I happened to met Tim Hunt earlier this year at a meeting of young Indian investigators held in Kashmir. We both were invited as external “advisors” brought in to provide wisdom to scientists beginning their independent careers. While his “How to win a Nobel Prize” keynote had a bit more than the usual amount of narcissism, he was in every other way the warm, generous and affable person that his defenders of the last week have said he is. I will confess I kind of liked the guy.

But it is not my personal brush with Hunt that has had me thinking about this meeting the past few days. Rather it is a session towards the end of the meeting held to allow women to discuss the challenges they have faced building their scientific careers in India. During this session (in which I was seated next to Hunt) several brave young women stood up in front of a room of senior Indian and international scientists and recounted the specific ways in which their careers have been held back because of their gender.

The stories they told were horrible, and it was clear from the reaction of women in the room that these were not isolated incidents. If any of the scientists in positions of power in the room (including Hunt) were not already aware of the harassment many women in science face, and the myriad obstacles that can prevent them from achieving a high level of success, there is no way that could have emerged not understanding.

Tim Hunt was there, remember – he was sitting next to Eisen. Tim Hunt was there, yet…

When I am thinking about what happened here, I am not thinking about how Twitter hordes brought down a good man because he had a bad day. I am instead thinking about what it says to the women in that room in Kashmir that this leading man of science – who it was clear everybody at the meeting revered – had listened to their stories and absorbed nothing. It is unconscionable that, barely a month after listening to a women moved to tears as she recounted a sexual assault from a senior colleague and how hard it was for her to regain her career, Hunt would choose to mock women in science as teary love interests.

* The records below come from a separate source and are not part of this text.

//! Contracts between the profile manager and the host application.
//!
//! The host owns persistence, the live module configuration and the page
//! lifecycle. The manager only talks to it through these traits, so every
//! collaborator can be swapped for a fake in tests.

use crate::error::Result;
use async_trait::async_trait;
use modprofiles_core::{MenuDescriptor, ModuleConfiguration, SettingDescriptor};
use serde_json::Value;

/// Persisted key-value settings owned by the host.
#[async_trait]
pub trait SettingsStore: Send + Sync {
    /// Read a setting.
    ///
    /// Returns the persisted value, else the registered default, else `None`.
    async fn get(&self, namespace: &str, key: &str) -> Result<Option<Value>>;

    /// Read only what has been persisted, ignoring registered defaults.
    async fn get_persisted(&self, namespace: &str, key: &str) -> Result<Option<Value>>;

    /// Persist a setting, resolving to the value that was stored.
    async fn set(&self, namespace: &str, key: &str, value: Value) -> Result<Value>;

    /// Register a stored setting. Re-registering replaces the descriptor.
    async fn register(
        &self,
        namespace: &str,
        key: &str,
        descriptor: SettingDescriptor,
    ) -> Result<()>;

    /// Register a settings-menu entry. Menus store no value.
    async fn register_menu(
        &self,
        namespace: &str,
        key: &str,
        descriptor: MenuDescriptor,
    ) -> Result<()>;
}

/// The host's live module enablement and page lifecycle.
#[async_trait]
pub trait ModuleHost: Send + Sync {
    /// Snapshot of which modules are currently enabled.
    async fn current_module_configuration(&self) -> Result<ModuleConfiguration>;

    /// Replace the live module configuration. Takes effect after a reload.
    async fn set_core_module_configuration(
        &self,
        modules: Option<ModuleConfiguration>,
    ) -> Result<()>;

    /// Reload the page so module changes are applied.
    async fn reload_window(&self) -> Result<()>;
}

/// User-facing notification channel.
pub trait Notifier: Send + Sync {
    /// Show an error message to the user.
    fn error(&self, message: &str);
}

/// Notifier that emits every message as a `tracing` error event.
#[derive(Debug, Clone, Copy, Default)]
pub struct TracingNotifier;

impl Notifier for TracingNotifier {
    fn error(&self, message: &str) {
        tracing::error!(target: "modprofiles::notifications", "{}", message);
    }
}

/// Composite key under which a namespaced setting is persisted.
#[must_use]
pub fn storage_key(namespace: &str, key: &str) -> String {
    format!("{namespace}.{key}")
}
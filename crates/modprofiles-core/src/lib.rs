//! Module Profiles Core - Foundation crate for the module profile manager.
//!
//! This crate provides the shared data model, configuration management and
//! logging setup that the storage and manager crates depend on.
//!
//! # Modules
//!
//! - [`error`] - Configuration error types using thiserror
//! - [`config`] - TOML-based configuration with XDG paths
//! - [`types`] - Profiles, module configurations and setting descriptors
//! - [`logging`] - `tracing-subscriber` initialisation
//!
//! # Example
//!
//! ```rust
//! use modprofiles_core::{ModuleConfiguration, Profile, DEFAULT_PROFILE_NAME};
//!
//! let mut modules = ModuleConfiguration::new();
//! modules.insert("dnd5e".to_string(), true);
//!
//! let profile = Profile::default_from(modules);
//! assert_eq!(profile.name, DEFAULT_PROFILE_NAME);
//! ```

#![warn(missing_docs)]
#![warn(clippy::all)]
#![warn(clippy::pedantic)]
#![allow(clippy::module_name_repetitions)]
#![allow(clippy::missing_errors_doc)]
#![allow(clippy::missing_panics_doc)]

pub mod config;
pub mod error;
pub mod logging;
pub mod types;

// Re-export commonly used types
pub use config::{AppConfig, LoggingConfig, SettingsConfig, StorageConfig};
pub use error::{ConfigError, ConfigResult};
pub use logging::init_tracing;
pub use types::{
    MenuDescriptor, ModuleConfiguration, Profile, SettingDescriptor, SettingKey, SettingScope,
    SettingType, CORE_NAMESPACE, DEFAULT_PROFILE_NAME, MODULE_CONFIGURATION_KEY,
};
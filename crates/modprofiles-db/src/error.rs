//! Database error types.
//!
//! Provides error handling for settings persistence using `thiserror`.

use thiserror::Error;

/// Database-specific errors.
#[derive(Debug, Error)]
pub enum DatabaseError {
    /// Failed to open or create database connection.
    #[error("failed to open database: {0}")]
    Open(String),

    /// Migration execution failed.
    #[error("migration failed: {0}")]
    Migration(String),

    /// Serialization/deserialization failed.
    #[error("serialization error: {0}")]
    SerializationError(String),

    /// Database location could not be resolved from configuration.
    #[error("configuration error: {0}")]
    Config(#[from] modprofiles_core::ConfigError),

    /// Underlying `SQLx` error.
    #[error("database error: {0}")]
    Sqlx(#[from] sqlx::Error),

    /// I/O error during database operations.
    #[error("I/O error: {0}")]
    Io(#[from] std::io::Error),
}

/// Result type alias for database operations.
pub type Result<T> = std::result::Result<T, DatabaseError>;
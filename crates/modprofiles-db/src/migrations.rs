//! Database migration management.
//!
//! Embeds SQL migrations and provides functions to apply them automatically.
//! Uses `SQLx`'s built-in migration support with compile-time embedding.

use crate::error::{DatabaseError, Result};
use sqlx::{Pool, Sqlite};

/// Run all pending database migrations.
///
/// Applied migrations are tracked in the `_sqlx_migrations` table, so
/// running this twice is a no-op.
///
/// # Errors
/// Returns `DatabaseError::Migration` if any migration fails to execute.
pub async fn run_migrations(pool: &Pool<Sqlite>) -> Result<()> {
    tracing::info!("Running database migrations");

    sqlx::migrate!("./migrations")
        .run(pool)
        .await
        .map_err(|e| DatabaseError::Migration(format!("migration execution failed: {e}")))?;

    tracing::info!("Database migrations completed successfully");
    Ok(())
}

/// Number of applied migrations, 0 when none have run yet.
///
/// # Errors
/// Returns `DatabaseError` if the migrations table cannot be queried.
pub async fn get_schema_version(pool: &Pool<Sqlite>) -> Result<i64> {
    let table_exists = sqlx::query_scalar::<_, i64>(
        "SELECT COUNT(*) FROM sqlite_master WHERE type='table' AND name='_sqlx_migrations'",
    )
    .fetch_one(pool)
    .await?
        > 0;

    if !table_exists {
        return Ok(0);
    }

    let version = sqlx::query_scalar::<_, i64>("SELECT COUNT(*) FROM _sqlx_migrations")
        .fetch_one(pool)
        .await?;

    Ok(version)
}

#[cfg(test)]
mod tests {
    use super::*;
    use crate::connection::ConnectionPool;

    #[tokio::test]
    async fn test_run_migrations() {
        let pool = ConnectionPool::new(":memory:", 1)
            .await
            .expect("create pool");

        run_migrations(pool.pool()).await.expect("run migrations");

        let tables: Vec<String> = sqlx::query_scalar(
            "SELECT name FROM sqlite_master WHERE type='table' AND name NOT LIKE 'sqlite_%' AND name != '_sqlx_migrations' ORDER BY name"
        )
        .fetch_all(pool.pool())
        .await
        .expect("query tables");

        assert_eq!(tables, vec!["settings"]);
    }

    #[tokio::test]
    async fn test_migrations_idempotent() {
        let pool = ConnectionPool::new(":memory:", 1)
            .await
            .expect("create pool");

        let version = get_schema_version(pool.pool()).await.expect("get version");
        assert_eq!(version, 0);

        run_migrations(pool.pool())
            .await
            .expect("first migration run");
        run_migrations(pool.pool())
            .await
            .expect("second migration run should be idempotent");

        let version = get_schema_version(pool.pool()).await.expect("get version");
        assert_eq!(version, 1);
    }
}
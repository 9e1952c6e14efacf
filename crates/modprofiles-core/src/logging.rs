//! Tracing subscriber setup for embedding applications.

use tracing_subscriber::{fmt, prelude::*, EnvFilter};

/// Initialize the global tracing subscriber.
///
/// `RUST_LOG` takes precedence over `default_filter`. Returns `false` when a
/// global subscriber was already installed, so repeated calls are harmless.
pub fn init_tracing(default_filter: &str) -> bool {
    let filter =
        EnvFilter::try_from_default_env().unwrap_or_else(|_| EnvFilter::new(default_filter));

    tracing_subscriber::registry()
        .with(fmt::layer().with_target(true))
        .with(filter)
        .try_init()
        .is_ok()
}

#[cfg(test)]
mod tests {
    use super::*;

    #[test]
    fn test_init_twice_is_harmless() {
        init_tracing("debug");
        assert!(!init_tracing("debug"));
    }
}
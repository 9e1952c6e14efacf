//! Configuration management for module profiles.
//!
//! Provides TOML-based configuration with XDG-compliant paths and
//! environment variable overrides.

use crate::error::{ConfigError, ConfigResult};
use directories::ProjectDirs;
use serde::{Deserialize, Serialize};
use std::fs;
use std::path::{Path, PathBuf};

/// Main application configuration.
///
/// This is loaded from `~/.config/modprofiles/config.toml` (or platform equivalent).
/// If the file doesn't exist, default values are used.
#[derive(Debug, Clone, Default, Serialize, Deserialize)]
#[serde(default)]
pub struct AppConfig {
    /// Settings namespace
    pub settings: SettingsConfig,
    /// Persistence settings
    pub storage: StorageConfig,
    /// Logging settings
    pub logging: LoggingConfig,
}

impl AppConfig {
    /// Load configuration from disk, falling back to defaults if not found.
    ///
    /// # Errors
    /// Returns error if:
    /// - Config directory cannot be determined
    /// - File exists but cannot be read
    /// - File contents are not valid TOML
    pub fn load() -> ConfigResult<Self> {
        Self::load_from(&Self::config_path()?)
    }

    /// Load configuration from an explicit path, falling back to defaults if
    /// the file does not exist.
    pub fn load_from(path: &Path) -> ConfigResult<Self> {
        if path.exists() {
            tracing::debug!("Loading config from {}", path.display());
            let contents = fs::read_to_string(path)?;
            let config: Self = toml::from_str(&contents)?;
            config.validate()?;
            Ok(config)
        } else {
            tracing::debug!("Config file not found, using defaults");
            Ok(Self::default())
        }
    }

    /// Load configuration with environment variable overrides.
    ///
    /// Supports the following environment variables:
    /// - `MODPROFILES_NAMESPACE`: Override the settings namespace
    /// - `MODPROFILES_DATABASE_PATH`: Override the settings database location
    /// - `MODPROFILES_LOG`: Override the default log filter
    pub fn load_with_env() -> ConfigResult<Self> {
        let mut config = Self::load()?;
        config.apply_env_overrides();
        config.validate()?;
        Ok(config)
    }

    /// Apply environment variable overrides in place.
    pub fn apply_env_overrides(&mut self) {
        if let Ok(val) = std::env::var("MODPROFILES_NAMESPACE") {
            tracing::debug!("Override settings.namespace from env: {}", val);
            self.settings.namespace = val;
        }

        if let Ok(val) = std::env::var("MODPROFILES_DATABASE_PATH") {
            tracing::debug!("Override storage.database_path from env: {}", val);
            self.storage.database_path = Some(PathBuf::from(val));
        }

        if let Ok(val) = std::env::var("MODPROFILES_LOG") {
            tracing::debug!("Override logging.filter from env: {}", val);
            self.logging.filter = val;
        }
    }

    /// Check values that cannot be expressed through the type system.
    pub fn validate(&self) -> ConfigResult<()> {
        if self.settings.namespace.trim().is_empty() {
            return Err(ConfigError::InvalidValue {
                field: "settings.namespace".to_string(),
                reason: "must not be empty".to_string(),
            });
        }

        if self.storage.max_connections == 0 {
            return Err(ConfigError::InvalidValue {
                field: "storage.max_connections".to_string(),
                reason: "must be at least 1".to_string(),
            });
        }

        Ok(())
    }

    /// Save configuration to disk.
    ///
    /// Creates the config directory if it doesn't exist.
    pub fn save(&self) -> ConfigResult<()> {
        self.save_to(&Self::config_path()?)
    }

    /// Save configuration to an explicit path.
    pub fn save_to(&self, path: &Path) -> ConfigResult<()> {
        let config_dir = path.parent().ok_or_else(|| ConfigError::InvalidValue {
            field: "config_path".to_string(),
            reason: "no parent directory".to_string(),
        })?;

        fs::create_dir_all(config_dir)?;
        tracing::debug!("Saving config to {}", path.display());

        let contents = toml::to_string_pretty(self)?;
        fs::write(path, contents)?;
        Ok(())
    }

    /// Get the path to the configuration file.
    ///
    /// Uses XDG base directories: `~/.config/modprofiles/config.toml`
    pub fn config_path() -> ConfigResult<PathBuf> {
        Ok(project_dirs()?.config_dir().join("config.toml"))
    }

    /// Get the data directory path.
    ///
    /// Uses XDG base directories: `~/.local/share/modprofiles`
    pub fn data_dir() -> ConfigResult<PathBuf> {
        Ok(project_dirs()?.data_dir().to_path_buf())
    }
}

fn project_dirs() -> ConfigResult<ProjectDirs> {
    ProjectDirs::from("com", "modprofiles", "modprofiles").ok_or(ConfigError::NoConfigDir)
}

/// Settings namespace configuration.
#[derive(Debug, Clone, Serialize, Deserialize)]
#[serde(default)]
pub struct SettingsConfig {
    /// Namespace under which the profile settings are registered
    pub namespace: String,
}

impl Default for SettingsConfig {
    fn default() -> Self {
        Self {
            namespace: "module-profiles".to_string(),
        }
    }
}

/// Persistence configuration.
#[derive(Debug, Clone, Serialize, Deserialize)]
#[serde(default)]
pub struct StorageConfig {
    /// Settings database file; `settings.db` in the data dir when unset
    pub database_path: Option<PathBuf>,
    /// Maximum number of pooled connections
    pub max_connections: u32,
}

impl StorageConfig {
    /// Resolve the database location, falling back to the data directory.
    pub fn resolve_database_path(&self) -> ConfigResult<PathBuf> {
        match &self.database_path {
            Some(path) => Ok(path.clone()),
            None => Ok(AppConfig::data_dir()?.join("settings.db")),
        }
    }
}

impl Default for StorageConfig {
    fn default() -> Self {
        Self {
            database_path: None,
            max_connections: 5,
        }
    }
}

/// Logging configuration.
#[derive(Debug, Clone, Serialize, Deserialize)]
#[serde(default)]
pub struct LoggingConfig {
    /// `EnvFilter` directive used when `RUST_LOG` is not set
    pub filter: String,
}

impl Default for LoggingConfig {
    fn default() -> Self {
        Self {
            filter: "info,modprofiles=debug".to_string(),
        }
    }
}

I wish Richard Dawkins had read this piece instead of the execrable one by Brendan Predictable O’Neill.

That a person as smart as Hunt could go his entire career without realizing that a Nobel Prizewinner deriding women – even in a joking way – is bad just serves to show how far we have to go.

Oh well, it’s only women.

Comments

  1. says

    I wish Richard Dawkins had read this piece instead of the execrable one by Brendan Predictable O’Neill.

    A thousand times, this.

    It’s like Dawkins is in a, I dunno… Echo-chamber or something.

  2. chrislawson says

    I don’t find Brendan O’Neill predictable. Every other week he comes up with a new and surprising way of being reprehensible.